In rare cases, PV can transform into myelofibrosis (MF), which is another type of neoplasm that tends to be slow-growing. With MF, scar tissue builds up in the bone marrow. Healthy cell production is blocked by cancer cells and scar tissue. The result is lower levels of white and red blood cells and platelets.

In some cases, PV can also transform into acute myeloid leukemia (AML), which is an aggressive cancer and the most common form of leukemia in adults.

AML develops from PV in about 4% of cases over a 10-year period. However, if your PV transforms to MF, you have a 20% chance of it progressing further to AML.

Learn about the outlook for myelofibrosis and AML. Undergoing a stem cell transplant is the only cure for these types of blood cancers. However, this is a procedure posing risks, especially for older adults and people with other health conditions.

In addition, people with PV have a 60% higher chance of progressing to other non-blood-related cancers. This includes skin cancer, prostate cancer, and breast cancer.

What is the most common cause of death in polycythemia vera?

In a 2018 study, researchers found that 41% of subjects with PV died from thrombosis, which is a blood clot-related complication such as DVT.

What is end-stage polycythemia vera?

When PV reaches its final stage, it is considered to be MF. This is also called the “spent phase.”

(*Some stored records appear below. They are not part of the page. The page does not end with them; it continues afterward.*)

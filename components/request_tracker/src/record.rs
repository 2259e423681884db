//! The logical request record
//!
//! One [`LogicalRequest`] represents one user-perceived exchange. Redirect hops that share a
//! protocol identifier collapse into the same record and accumulate in `redirect_chain`.

use cdp_types::{Headers, RequestId};
use serde::{Deserialize, Serialize};
use std::fmt;
use std::time::{SystemTime, UNIX_EPOCH};

/// Resource type assigned when the initiating event carries none
pub const DEFAULT_RESOURCE_TYPE: &str = "other";

/// Method assigned when the initiating event carries none
pub const DEFAULT_METHOD: &str = "GET";

/// Label used in place of a missing URL so the record stays visible and addressable
pub fn placeholder_url(request_id: &RequestId) -> String {
    format!("(no URL) {}", request_id)
}

/// Response status of a logical request
#[derive(Debug, Clone, Copy, PartialEq, Eq, Default, Serialize, Deserialize)]
#[serde(tag = "kind", content = "code", rename_all = "camelCase")]
pub enum RequestStatus {
    /// Nothing known yet
    #[default]
    Unset,
    /// Response headers expected but no numeric code yet
    Pending,
    /// Numeric HTTP status
    Code(u16),
    /// Load was canceled or aborted
    Canceled,
    /// Load failed for another reason
    Failed,
}

impl RequestStatus {
    /// Whether this status is terminal (a failure of some kind)
    pub fn is_terminal(&self) -> bool {
        matches!(self, RequestStatus::Canceled | RequestStatus::Failed)
    }

    /// Whether nothing conclusive has been observed
    pub fn is_pending(&self) -> bool {
        matches!(self, RequestStatus::Unset | RequestStatus::Pending)
    }

    fn rank(&self) -> u8 {
        match self {
            RequestStatus::Unset => 0,
            RequestStatus::Pending => 1,
            RequestStatus::Code(_) => 2,
            RequestStatus::Canceled | RequestStatus::Failed => 3,
        }
    }

    /// Whether replacing `self` with `next` keeps the status at least as informative
    pub fn accepts(&self, next: &RequestStatus) -> bool {
        next.rank() >= self.rank()
    }

    /// Numeric code, if any
    pub fn code(&self) -> Option<u16> {
        match self {
            RequestStatus::Code(code) => Some(*code),
            _ => None,
        }
    }
}

impl fmt::Display for RequestStatus {
    fn fmt(&self, f: &mut fmt::Formatter<'_>) -> fmt::Result {
        match self {
            RequestStatus::Unset | RequestStatus::Pending => f.write_str("Pending"),
            RequestStatus::Code(code) => write!(f, "{}", code),
            RequestStatus::Canceled => f.write_str("(canceled)"),
            RequestStatus::Failed => f.write_str("Failed"),
        }
    }
}

/// Response body attached after an explicit fetch
#[derive(Debug, Clone, PartialEq, Eq, Serialize, Deserialize)]
#[serde(rename_all = "camelCase")]
pub struct ResponseBody {
    /// Body content (base64 when `base64_encoded`)
    pub body: String,
    /// Whether `body` is base64 encoded
    pub base64_encoded: bool,
    /// Length of the body before any truncation
    pub original_len: usize,
}

impl ResponseBody {
    /// Create a body from its wire representation
    pub fn new(body: impl Into<String>, base64_encoded: bool) -> Self {
        let body = body.into();
        let original_len = body.len();
        Self {
            body,
            base64_encoded,
            original_len,
        }
    }

    /// Whether the stored body was cut short
    pub fn is_truncated(&self) -> bool {
        self.body.len() < self.original_len
    }

    /// Truncate to at most `max_len` bytes, on a character boundary
    pub fn truncate(&mut self, max_len: usize) {
        if self.body.len() <= max_len {
            return;
        }
        let mut cut = max_len;
        while !self.body.is_char_boundary(cut) {
            cut -= 1;
        }
        self.body.truncate(cut);
    }
}

/// One user-perceived HTTP(S) exchange
#[derive(Debug, Clone, PartialEq, Serialize, Deserialize)]
#[serde(rename_all = "camelCase")]
pub struct LogicalRequest {
    /// First protocol identifier seen for this exchange; never changes
    pub id: RequestId,
    /// Current URL (the destination of the latest redirect)
    pub url: String,
    /// Prior URLs, oldest first
    #[serde(default)]
    pub redirect_chain: Vec<String>,
    pub redirected: bool,
    /// Status of the last redirect response
    pub redirect_status: Option<u16>,
    pub method: String,
    #[serde(default)]
    pub request_headers: Headers,
    #[serde(default)]
    pub response_headers: Headers,
    pub status: RequestStatus,
    pub status_text: Option<String>,
    pub error_text: Option<String>,
    pub mime_type: Option<String>,
    pub resource_type: Option<String>,
    /// Encoded transfer size, known once loading finishes
    pub size_bytes: Option<u64>,
    pub post_data: Option<String>,
    pub has_post_data: bool,
    pub response_body: Option<ResponseBody>,
    pub finished: bool,
    pub failed: bool,
    pub canceled: bool,
    pub served_from_cache: bool,
    /// Protocol timestamp (seconds) of the initiating event
    pub timestamp: Option<f64>,
    /// Protocol timestamp (seconds) of the response
    pub response_timestamp: Option<f64>,
    /// Wall clock creation time (ms since epoch)
    pub created_at_ms: f64,
    pub frame_id: Option<String>,
}

impl LogicalRequest {
    /// Create a record with defaults for everything but the identity
    pub fn new(id: RequestId, url: impl Into<String>) -> Self {
        let created_at_ms = SystemTime::now()
            .duration_since(UNIX_EPOCH)
            .map(|d| d.as_secs_f64() * 1000.0)
            .unwrap_or(0.0);

        Self {
            id,
            url: url.into(),
            redirect_chain: Vec::new(),
            redirected: false,
            redirect_status: None,
            method: DEFAULT_METHOD.to_string(),
            request_headers: Headers::new(),
            response_headers: Headers::new(),
            status: RequestStatus::Unset,
            status_text: None,
            error_text: None,
            mime_type: None,
            resource_type: None,
            size_bytes: None,
            post_data: None,
            has_post_data: false,
            response_body: None,
            finished: false,
            failed: false,
            canceled: false,
            served_from_cache: false,
            timestamp: None,
            response_timestamp: None,
            created_at_ms,
            frame_id: None,
        }
    }

    /// Neither finished nor in a terminal failure state
    pub fn is_pending(&self) -> bool {
        !self.finished && !self.failed && !self.canceled && self.status.is_pending()
    }

    /// Resource type lower-cased, empty when unknown
    pub fn resource_type_lower(&self) -> String {
        self.resource_type
            .as_deref()
            .unwrap_or_default()
            .to_ascii_lowercase()
    }

    /// Case-insensitive header lookup on the request side
    pub fn request_header(&self, name: &str) -> Option<&str> {
        find_header(&self.request_headers, name)
    }

    /// Case-insensitive header lookup on the response side
    pub fn response_header(&self, name: &str) -> Option<&str> {
        find_header(&self.response_headers, name)
    }
}

fn find_header<'a>(headers: &'a Headers, name: &str) -> Option<&'a str> {
    headers
        .iter()
        .find(|(key, _)| key.eq_ignore_ascii_case(name))
        .map(|(_, value)| value.as_str())
}

/// Sparse update applied with [`crate::RequestStore::merge`]
///
/// `None` fields are left untouched; header maps are unioned with override on conflict.
#[derive(Debug, Clone, Default, PartialEq)]
pub struct RequestPatch {
    pub url: Option<String>,
    pub method: Option<String>,
    pub request_headers: Option<Headers>,
    pub response_headers: Option<Headers>,
    pub status: Option<RequestStatus>,
    pub status_text: Option<String>,
    pub error_text: Option<String>,
    pub mime_type: Option<String>,
    pub resource_type: Option<String>,
    pub size_bytes: Option<u64>,
    pub post_data: Option<String>,
    pub has_post_data: Option<bool>,
    pub response_body: Option<ResponseBody>,
    pub finished: Option<bool>,
    pub failed: Option<bool>,
    pub canceled: Option<bool>,
    pub served_from_cache: Option<bool>,
    pub timestamp: Option<f64>,
    pub response_timestamp: Option<f64>,
    pub frame_id: Option<String>,
}

impl RequestPatch {
    /// Apply to a record, honouring the record invariants
    ///
    /// A resource type that is already set is kept, a status never becomes less informative
    /// and a terminal failure is never cleared.
    pub(crate) fn apply_to(self, record: &mut LogicalRequest) {
        if let Some(url) = self.url {
            record.url = url;
        }
        if let Some(method) = self.method {
            record.method = method;
        }
        if let Some(headers) = self.request_headers {
            record.request_headers.extend(headers);
        }
        if let Some(headers) = self.response_headers {
            record.response_headers.extend(headers);
        }
        if let Some(status) = self.status {
            if record.status.accepts(&status) {
                record.status = status;
            }
        }
        if let Some(text) = self.status_text {
            record.status_text = Some(text);
        }
        if let Some(text) = self.error_text {
            record.error_text = Some(text);
        }
        if let Some(mime_type) = self.mime_type {
            record.mime_type = Some(mime_type);
        }
        if let Some(resource_type) = self.resource_type.filter(|t| !t.is_empty()) {
            if record.resource_type.as_deref().map_or(true, str::is_empty) {
                record.resource_type = Some(resource_type);
            }
        }
        if let Some(size) = self.size_bytes {
            record.size_bytes = Some(size);
        }
        if let Some(post_data) = self.post_data {
            record.post_data = Some(post_data);
        }
        if let Some(has_post_data) = self.has_post_data {
            record.has_post_data = has_post_data;
        }
        if let Some(body) = self.response_body {
            record.response_body = Some(body);
        }
        if let Some(finished) = self.finished {
            record.finished = record.finished || finished;
        }
        if let Some(failed) = self.failed {
            record.failed = record.failed || failed;
        }
        if let Some(canceled) = self.canceled {
            record.canceled = record.canceled || canceled;
            record.failed = record.failed || record.canceled;
        }
        if let Some(cached) = self.served_from_cache {
            record.served_from_cache = record.served_from_cache || cached;
        }
        if let Some(ts) = self.timestamp {
            record.timestamp = Some(ts);
        }
        if let Some(ts) = self.response_timestamp {
            record.response_timestamp = Some(ts);
        }
        if let Some(frame_id) = self.frame_id {
            record.frame_id = Some(frame_id);
        }
    }
}

#[cfg(test)]
mod tests {
    use super::*;

    fn record() -> LogicalRequest {
        LogicalRequest::new(RequestId::from("1"), "https://a/x")
    }

    #[test]
    fn test_new_record_defaults() {
        let r = record();
        assert_eq!(r.method, "GET");
        assert_eq!(r.status, RequestStatus::Unset);
        assert!(r.is_pending());
        assert!(r.created_at_ms > 0.0);
    }

    #[test]
    fn test_placeholder_url() {
        assert_eq!(placeholder_url(&RequestId::from("42.1")), "(no URL) 42.1");
    }

    #[test]
    fn test_patch_keeps_established_resource_type() {
        let mut r = record();
        r.resource_type = Some("Script".to_string());

        RequestPatch {
            resource_type: Some("Other".to_string()),
            ..Default::default()
        }
        .apply_to(&mut r);

        assert_eq!(r.resource_type.as_deref(), Some("Script"));
    }

    #[test]
    fn test_patch_never_clears_failure() {
        let mut r = record();
        r.status = RequestStatus::Canceled;
        r.failed = true;
        r.canceled = true;

        RequestPatch {
            status: Some(RequestStatus::Code(200)),
            failed: Some(false),
            canceled: Some(false),
            ..Default::default()
        }
        .apply_to(&mut r);

        assert_eq!(r.status, RequestStatus::Canceled);
        assert!(r.failed);
        assert!(r.canceled);
    }

    #[test]
    fn test_patch_never_downgrades_status_code() {
        let mut r = record();
        r.status = RequestStatus::Code(200);

        for status in [RequestStatus::Pending, RequestStatus::Unset] {
            RequestPatch {
                status: Some(status),
                ..Default::default()
            }
            .apply_to(&mut r);
        }
        assert_eq!(r.status, RequestStatus::Code(200));

        RequestPatch {
            status: Some(RequestStatus::Code(304)),
            ..Default::default()
        }
        .apply_to(&mut r);
        assert_eq!(r.status, RequestStatus::Code(304));
    }

    #[test]
    fn test_canceled_implies_failed() {
        let mut r = record();
        RequestPatch {
            canceled: Some(true),
            ..Default::default()
        }
        .apply_to(&mut r);
        assert!(r.failed);
    }

    #[test]
    fn test_header_patch_merges() {
        let mut r = record();
        r.request_headers.insert("a".into(), "1".into());

        let mut extra = Headers::new();
        extra.insert("b".into(), "2".into());
        RequestPatch {
            request_headers: Some(extra),
            ..Default::default()
        }
        .apply_to(&mut r);

        assert_eq!(r.request_headers.len(), 2);
        assert_eq!(r.request_header("B"), Some("2"));
    }

    #[test]
    fn test_body_truncation_on_char_boundary() {
        let mut body = ResponseBody::new("héllo", false);
        body.truncate(2);
        assert_eq!(body.body, "h");
        assert!(body.is_truncated());
        assert_eq!(body.original_len, 6);
    }

    #[test]
    fn test_status_display() {
        assert_eq!(RequestStatus::Unset.to_string(), "Pending");
        assert_eq!(RequestStatus::Code(404).to_string(), "404");
        assert_eq!(RequestStatus::Canceled.to_string(), "(canceled)");
        assert_eq!(RequestStatus::Failed.to_string(), "Failed");
    }
}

What should I ask my doctor about polycythemia vera complications?

Tell your doctor if you’re experiencing any symptoms that may be associated with a complication of PV. Some complications may be minor, but others can be fatal without prompt treatment, such as DVT and PE, for example.

With PV, you would typically be treated by a hematologist, who is a doctor specializing in diagnosing and treating blood diseases and disorders.

Here are some questions to ask your hematologist about PV, its symptoms, treatment, and complications.

PV is a type of blood cancer that causes higher than healthy levels of blood cells. Thicker blood is more likely to clot, so treatment is necessary. In rare cases, PV can progress to other types of blood cancers.

There are different treatment options available to help manage symptoms and keep the disease from worsening. Keep your healthcare team up to date on how you are feeling. Regular blood work and appointments will help determine the best care plan for you.